Among the three clustered parishes, there is some sort of event happening almost every weekend year round. Often, parish events overlap and really keep Fr. Borkowski hopping. Now don't get the wrong impression about these parishes. All the events I speak of are not fund raisers though many of them are. The spiritual life of the parishioners is very rich and at Hearts the Polish ethnic life is rich as well. My point is that getting together for spiritual, social, and cultural events is a way of life in this parish cluster. Each parish supports the others so that many hands lighten the load and lots of great things happen.

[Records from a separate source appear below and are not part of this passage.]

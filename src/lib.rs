//! # vitrine
//!
//! Backend for a small business marketing site: a public photo gallery
//! managed by a single admin, and a contact form relayed over SMTP.
//!
//! ## Architecture
//!
//! ```text
//! Browser (public pages, admin page)
//!     │
//!     ├── Handlers (api/)  ── AdminSession extractor (auth/)
//!     │
//!     ├── GalleryService (service/)     Mailer (mail/)
//!     │        │            │                │
//!     │  GalleryRepository  ObjectStorage    SMTP relay
//!     │  (persistence/)     (storage/)
//!     │        │            │
//!     └── PostgreSQL / JSON file / memory    local disk / Cloudinary
//! ```
//!
//! Uploads are validated before any image is stored; a record is inserted
//! only once its images are in object storage. Deletes remove the record
//! first and clean up the images on a best-effort basis.

pub mod api;
pub mod app_state;
pub mod auth;
pub mod config;
pub mod domain;
pub mod error;
pub mod mail;
pub mod persistence;
pub mod service;
pub mod storage;
//! Admin session DTOs.

use serde::{Deserialize, Serialize};
use utoipa::ToSchema;

/// Request body for `POST /admin/login`.
#[derive(Debug, Clone, Deserialize, ToSchema)]
pub struct LoginRequest {
    /// Admin username.
    pub username: String,
    /// Admin password.
    pub password: String,
}

/// Response body for login and logout.
#[derive(Debug, Clone, Serialize, Deserialize, ToSchema)]
pub struct SessionResponse {
    /// Whether the operation succeeded.
    pub success: bool,
}

/// Response body for `GET /admin/session`.
#[derive(Debug, Clone, Serialize, Deserialize, ToSchema)]
pub struct SessionStatus {
    /// Whether the request carries a live admin session.
    pub authenticated: bool,
}
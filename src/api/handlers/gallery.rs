//! Gallery handlers: list, upload, delete and feature.

use axum::extract::multipart::{Field, MultipartRejection};
use axum::extract::rejection::{JsonRejection, PathRejection};
use axum::extract::{DefaultBodyLimit, Multipart, Path, Query, State};
use axum::http::StatusCode;
use axum::response::IntoResponse;
use axum::routing::{get, post};
use axum::{Json, Router};

use crate::api::dto::{
    DeleteResponse, FeatureRequest, GalleryRecordDto, PhotoListParams, UploadForm,
};
use crate::app_state::AppState;
use crate::auth::AdminSession;
use crate::domain::{ImageUpload, PhotoId, UploadRequest};
use crate::error::{ErrorResponse, SiteError};

/// `GET /api/photos`: List gallery records, newest first.
///
/// # Errors
///
/// Returns [`SiteError::StoreUnavailable`] if the record store fails.
#[utoipa::path(
    get,
    path = "/api/photos",
    tag = "Gallery",
    summary = "List gallery records",
    description = "Returns every gallery record newest first. With `featured=true` only featured records are returned.",
    params(PhotoListParams),
    responses(
        (status = 200, description = "Gallery records", body = Vec<GalleryRecordDto>),
        (status = 500, description = "Record store unavailable", body = ErrorResponse),
    )
)]
pub async fn list_photos(
    State(state): State<AppState>,
    Query(params): Query<PhotoListParams>,
) -> Result<impl IntoResponse, SiteError> {
    let records = state.gallery.list(params.filter()).await?;
    let data: Vec<GalleryRecordDto> = records.into_iter().map(GalleryRecordDto::from).collect();
    Ok(Json(data))
}

/// `POST /api/upload`: Upload a single photo or a before/after pair.
///
/// # Errors
///
/// Returns [`SiteError::Unauthorized`] without an admin session,
/// [`SiteError::Validation`] for missing or mismatched files, and a 500
/// error when storage or the record store fails.
#[utoipa::path(
    post,
    path = "/api/upload",
    tag = "Gallery",
    summary = "Upload a gallery record",
    description = "Stores the submitted image(s) and creates one gallery record. `single` needs `photo`; `before-after` needs `photo_before` and `photo_after` (or `photo_avant` / `photo_apres`).",
    request_body(content = UploadForm, content_type = "multipart/form-data"),
    responses(
        (status = 201, description = "Record created", body = GalleryRecordDto),
        (status = 400, description = "Missing or mismatched files", body = ErrorResponse),
        (status = 401, description = "Admin session required", body = ErrorResponse),
        (status = 500, description = "Storage or record store failure", body = ErrorResponse),
    )
)]
pub async fn upload_photo(
    State(state): State<AppState>,
    AdminSession(_admin): AdminSession,
    multipart: Result<Multipart, MultipartRejection>,
) -> Result<impl IntoResponse, SiteError> {
    let request = read_upload(multipart?).await?;
    let record = state.gallery.upload(request).await?;
    Ok((StatusCode::CREATED, Json(GalleryRecordDto::from(record))))
}

/// `POST /api/delete/{id}`: Delete a record and its stored images.
///
/// # Errors
///
/// Returns [`SiteError::Unauthorized`] without an admin session and
/// [`SiteError::PhotoNotFound`] if the record does not exist.
#[utoipa::path(
    post,
    path = "/api/delete/{id}",
    tag = "Gallery",
    summary = "Delete a gallery record",
    description = "Removes the record, then deletes its images from object storage on a best-effort basis.",
    params(
        ("id" = i64, Path, description = "Record id"),
    ),
    responses(
        (status = 200, description = "Record deleted", body = DeleteResponse),
        (status = 401, description = "Admin session required", body = ErrorResponse),
        (status = 404, description = "Record not found", body = ErrorResponse),
    )
)]
pub async fn delete_photo(
    State(state): State<AppState>,
    AdminSession(_admin): AdminSession,
    id: Result<Path<PhotoId>, PathRejection>,
) -> Result<impl IntoResponse, SiteError> {
    let Path(id) = id?;
    let record = state.gallery.delete(id).await?;
    Ok(Json(DeleteResponse {
        success: true,
        id: record.id,
    }))
}

/// `POST /api/photos/{id}/feature`: Set or clear the featured flag.
///
/// # Errors
///
/// Returns [`SiteError::Unauthorized`] without an admin session and
/// [`SiteError::PhotoNotFound`] if the record does not exist.
#[utoipa::path(
    post,
    path = "/api/photos/{id}/feature",
    tag = "Gallery",
    summary = "Feature a gallery record",
    description = "Sets whether the record appears in the featured selection.",
    params(
        ("id" = i64, Path, description = "Record id"),
    ),
    request_body = FeatureRequest,
    responses(
        (status = 200, description = "Updated record", body = GalleryRecordDto),
        (status = 400, description = "Malformed body", body = ErrorResponse),
        (status = 401, description = "Admin session required", body = ErrorResponse),
        (status = 404, description = "Record not found", body = ErrorResponse),
    )
)]
pub async fn feature_photo(
    State(state): State<AppState>,
    AdminSession(_admin): AdminSession,
    id: Result<Path<PhotoId>, PathRejection>,
    body: Result<Json<FeatureRequest>, JsonRejection>,
) -> Result<impl IntoResponse, SiteError> {
    let Path(id) = id?;
    let Json(req) = body?;
    let record = state.gallery.set_featured(id, req.is_featured).await?;
    Ok(Json(GalleryRecordDto::from(record)))
}

/// Collects the admin form into an [`UploadRequest`].
///
/// File inputs the admin left empty arrive as parts without a file name
/// or content and are treated as absent.
async fn read_upload(mut multipart: Multipart) -> Result<UploadRequest, SiteError> {
    let mut request = UploadRequest::default();
    while let Some(field) = multipart.next_field().await? {
        let Some(name) = field.name().map(str::to_string) else {
            continue;
        };
        match name.as_str() {
            "description" => request.description = Some(field.text().await?),
            "uploadType" | "upload_type" | "type" => {
                request.upload_type = Some(field.text().await?);
            }
            "photo" => request.photo = read_image(field).await?,
            "photo_before" | "photo_avant" => request.photo_before = read_image(field).await?,
            "photo_after" | "photo_apres" => request.photo_after = read_image(field).await?,
            other => tracing::debug!(field = other, "ignoring unknown upload field"),
        }
    }
    Ok(request)
}

async fn read_image(field: Field<'_>) -> Result<Option<ImageUpload>, SiteError> {
    let file_name = field
        .file_name()
        .filter(|name| !name.is_empty())
        .map(str::to_string);
    let content_type = field.content_type().map(str::to_string);
    let bytes = field.bytes().await?;
    if bytes.is_empty() && file_name.is_none() {
        return Ok(None);
    }
    Ok(Some(ImageUpload {
        file_name,
        content_type,
        bytes,
    }))
}

/// Gallery routes. Upload bodies are capped at `upload_max_bytes`.
pub fn routes(upload_max_bytes: usize) -> Router<AppState> {
    Router::new()
        .route("/api/photos", get(list_photos))
        .route(
            "/api/upload",
            post(upload_photo).layer(DefaultBodyLimit::max(upload_max_bytes)),
        )
        .route("/api/delete/{id}", post(delete_photo))
        .route("/api/photos/{id}/feature", post(feature_photo))
}
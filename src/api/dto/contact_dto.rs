//! Contact form DTOs.

use serde::{Deserialize, Serialize};
use utoipa::ToSchema;

use crate::domain::ContactMessage;
use crate::error::ErrorBody;

/// Request body for `POST /send-email`.
///
/// Missing fields deserialize as empty and are rejected by validation, so
/// an incomplete form yields a 400 with a field-level message.
#[derive(Debug, Clone, Default, Deserialize, ToSchema)]
#[serde(rename_all = "camelCase", default)]
pub struct ContactRequest {
    /// Visitor name.
    pub name: String,
    /// Visitor email address.
    pub email: String,
    /// Phone number.
    pub phone: Option<String>,
    /// Site address.
    pub address: Option<String>,
    /// Kind of property.
    pub property_type: Option<String>,
    /// Kind of project.
    pub project_type: Option<String>,
    /// Free-text message.
    pub message: String,
}

impl From<ContactRequest> for ContactMessage {
    fn from(req: ContactRequest) -> Self {
        Self {
            name: req.name,
            email: req.email,
            phone: req.phone,
            address: req.address,
            property_type: req.property_type,
            project_type: req.project_type,
            message: req.message,
        }
    }
}

/// Response body for a relayed contact message.
#[derive(Debug, Clone, Serialize, Deserialize, ToSchema)]
pub struct ContactResponse {
    /// Always `true`.
    pub success: bool,
    /// Confirmation shown to the visitor.
    pub message: String,
}

/// Error body for `POST /send-email`.
///
/// Carries the usual `error` object plus `success`/`message` at the top
/// level, which is what the contact form script reads.
#[derive(Debug, Serialize, ToSchema)]
pub struct ContactFailure {
    /// Always `false`.
    pub success: bool,
    /// Message shown to the visitor.
    pub message: String,
    /// Structured error payload.
    pub error: ErrorBody,
}
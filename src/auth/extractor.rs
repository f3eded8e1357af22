//! Axum extractor guarding admin-only routes.

use axum::extract::FromRequestParts;
use axum::http::request::Parts;
use axum_extra::extract::cookie::CookieJar;

use super::gate::{AdminPrincipal, SESSION_COOKIE};
use crate::app_state::AppState;
use crate::error::SiteError;

/// Proof that the request carries a live admin session.
///
/// Declared before any body extractor in a handler's arguments, it rejects
/// anonymous requests with [`SiteError::Unauthorized`] before the body is
/// read or validated.
#[derive(Debug, Clone, Copy)]
pub struct AdminSession(pub AdminPrincipal);

impl FromRequestParts<AppState> for AdminSession {
    type Rejection = SiteError;

    async fn from_request_parts(
        parts: &mut Parts,
        state: &AppState,
    ) -> Result<Self, Self::Rejection> {
        let jar = CookieJar::from_headers(&parts.headers);
        let cookie = jar.get(SESSION_COOKIE).ok_or(SiteError::Unauthorized)?;
        state
            .auth
            .authenticate(cookie.value())
            .await
            .map(Self)
            .ok_or(SiteError::Unauthorized)
    }
}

But getting back to the Pierogi Festival... This is the single biggest fund raiser for Sweetest Heart of Mary parish each year. It's always well attended but some years are better than others (when Mother Nature cooperates with blue skies and sunshine). Last year the crowds were a bit larger than expected and seating for dinners was at a premium. So this year the parish will start serving their pierogi and chicken dinners even earlier. They'll start at 1 o'clock on Saturday and will continue serving them right up until the Polka Mass at 4 pm. Immediately afterwards they'll be at it again along with all the games of chance, music by Pan Franek and Zosia, and dancing exhibitions by the Halka Dancers. There is ample parking (guarded, so no worries mate) and the Detroit Police and Wayne County Sheriffs just love to hang out at the festival so you don't have to worry about feeling unsafe. And on Sunday they'll do it all again.
In addition to dinners, dancing, entertainment, and games, there will be the Moon Walk, face painting and games for the kids. There will also be kielbasa and sauerkraut, naleśniki, and ice cream too. And did I mention the bake sale? Well, there's that too. Doesn't that all sound good? But wait, I haven't gotten to the best part yet. There will be tours of the church too!
You don't have to be Polish or Catholic to enjoy this festival and you certainly don't have to be a member of the parish. It's a good time for all and it helps support a very worthy cause. I personally invite any of you who are able to come to the Pierogi Festival at Sweetest Heart of Mary Church. If you can't make it to the festival, come to Mass any time (they do sell frozen pierogi after Mass in the church hall ;-). You will be impressed by this beautiful old church and the very friendly and hardworking Pastor and parishioners who continue to work tirelessly to support it.
Won't you join us?
(I wrote about this event last year too.)